CDC ‘whistleblower’ ‘would never suggest’ parents not vaccinate children
Actor and comedian Rob Schneider recently laid on his Caps Lock key to announce the news that a top CDC scientist had admitted to lying about vaccine safety. Schneider tweeted that “CNN is now covering the story!” However, his link led not to CNN.com but to CNN iReport, a site for articles uploaded by random users that are “not verified by CNN.”
A CNN producer later added a note:
CNN iReport is the network’s user-generated news community. This story, which is about a study from Dr. Brian Hooker about the alleged link between vaccines and autism, was initially pulled for further review after it was flagged by the community. CNN has reached out to the CDC for comment and is working to confirm the claims in this iReport.

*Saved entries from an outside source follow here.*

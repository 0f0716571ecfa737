//! Blocking synchronization primitives layered on top of [`keos::sync::SpinLock`].
//!
//! These are ambient infrastructure: the frame table, buffer cache, and
//! inode/directory overlay below all need a lock that can actually sleep a
//! contending thread rather than spin, so this module builds one instead of
//! leaving it unimplemented.

pub mod condition_variable;
pub mod mutex;
pub mod semaphore;

pub use condition_variable::ConditionVariable;
pub use mutex::{Mutex, MutexGuard};
pub use semaphore::{Semaphore, SemaphorePermits};
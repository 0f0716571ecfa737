//! System call ABI: extracting a call number and arguments from the trap
//! frame the `syscall` instruction leaves behind, and writing the result
//! back into `%rax`.
//!
//! Only [`Mmap`] and [`Munmap`] are dispatched from [`Process::syscall`] —
//! everything else a full kernel would expose (file descriptors, process
//! control) lives outside the memory-management core this crate implements.
//!
//! [`Mmap`]: SyscallNumber::Mmap
//! [`Munmap`]: SyscallNumber::Munmap
//! [`Process::syscall`]: crate::process::Process

use keos::{KernelError, syscall::Registers};

/// System call numbers this kernel understands.
#[repr(usize)]
pub enum SyscallNumber {
    /// Terminates the calling process.
    Exit = 0,
    /// Maps a file into the caller's address space.
    Mmap = 1,
    /// Unmaps a region previously created by [`SyscallNumber::Mmap`].
    Munmap = 2,
}

impl TryFrom<usize> for SyscallNumber {
    type Error = KernelError;
    fn try_from(no: usize) -> Result<SyscallNumber, Self::Error> {
        match no {
            0 => Ok(SyscallNumber::Exit),
            1 => Ok(SyscallNumber::Mmap),
            2 => Ok(SyscallNumber::Munmap),
            _ => Err(KernelError::NoSuchSyscall),
        }
    }
}

/// The arguments and register context of one system call.
pub struct SyscallAbi<'a> {
    pub sysno: usize,
    pub arg1: usize,
    pub arg2: usize,
    pub arg3: usize,
    pub arg4: usize,
    pub arg5: usize,
    pub arg6: usize,
    pub regs: &'a mut Registers,
}

impl<'a> SyscallAbi<'a> {
    /// Extracts the call number and arguments from the `syscall`-instruction
    /// calling convention: number in `rax`, arguments in `rdi`, `rsi`, `rdx`,
    /// `r10`, `r8`, `r9`.
    pub fn from_registers(regs: &'a mut Registers) -> Self {
        let gprs = regs.gprs;
        Self {
            sysno: gprs.rax,
            arg1: gprs.rdi,
            arg2: gprs.rsi,
            arg3: gprs.rdx,
            arg4: gprs.r10,
            arg5: gprs.r8,
            arg6: gprs.r9,
            regs,
        }
    }

    /// Writes the call's outcome back into `%rax`, translating an `Err` into
    /// its negative `KernelError` code the way a Unix syscall ABI does.
    pub fn set_return_value(self, return_val: Result<usize, KernelError>) {
        self.regs.gprs.rax = match return_val {
            Ok(v) => v,
            Err(e) => (-(e.into_usize() as isize)) as usize,
        };
    }
}
//! Useful tips for implementing KeOS Projects.
//!
//! ## Implementation Strategy
//!
//! We recommend using a **"TODO-driven" approach** to implement project
//! systematically. This method ensures an **incremental and structured**
//! development process:
//!
//! 1. **Run the code** and identify `todo!()` placeholders that cause panics.
//! 2. **Implement the missing functionality**, ensuring it aligns with the
//!    expected behavior described in the project requirements.
//! 3. **Repeat** steps 1 and 2 until all test cases pass and the system behaves
//!    correctly.
//!
//! This approach allows you to build your project **one step at a time**,
//! making debugging and understanding the system easier.
//!
//! ## Stopping an execution
//!
//! When KeOS got stuck in deadlock or does not automatically shut down after
//! it panicked, you may need to forcibly shut down the QEMU.
//!
//! For execution in `cargo grade` or `cargo run` without argument in project 5,
//! press **Ctrl-C** to stop execution.
//!
//! Otherwise, such as running KeOS by `cargo run` in project 1-4, press
//! **Ctrl-A**, then press **X** to stop execution.
//!
//! ## Passing tests != bug-free correctness
//!
//! * The provided tests check basic functionality and semantics only. Passing
//! them does not guarantee your code is bug-free.
//! * Later components that build on your code may stress it in ways the tests
//!   don’t cover, including edge cases.
//! * This also applies across project milestones: a bug you see now may come
//!   from a misimplementation in an earlier project—even if you received full
//!   points at the time.
//!
//! ## Do not assign large variables on stack
//!
//! In **KeOS**, each process/thread is assigned a fixed execution stack of
//! `STACK_SIZE` bytes. While KeOS attempts to detect stack overflows, its
//! detection is not perfect. **A stack overflow may lead to mysterious kernel
//! panics.** To avoid this:
//! - **Avoid declaring large data structures on the stack.**
//! ```rust
//! let v: [u8; 0x200000]; // ERROR: This may cause a stack overflow
//! ```
//!
//! - **Instead, allocate large data structures on the heap using `Box`.**
//! ```rust
//! let v = Box::new([0u8; 0x200000]); // OK: Allocates on the heap
//! ```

Investigative reporter Sharyl Attkisson looked deeper into the story and found that reports of Dr. William Thompson being a whistleblower for vaccine safety were greatly exaggerated. In fact, Thompson issued a press release Wednesday to clarify the situation:
I want to be absolutely clear that I believe vaccines have saved and continue to save countless lives. I would never suggest that any parent avoid vaccinating children of any race. Vaccines prevent serious diseases, and the risks associated with their administration are vastly outweighed by their individual and societal benefits.
My concern has been the decision to omit relevant findings in a particular study for a particular sub group for a particular vaccine. There have always been recognized risks for vaccination and I believe it is the responsibility of the CDC to properly convey the risks associated with receipt of those vaccines.
My colleagues and supervisors at the CDC have been entirely professional since this matter became public. In fact, I received a performance-based award after this story came out. I have experienced no pressure or retaliation and certainly was not escorted from the building, as some have stated.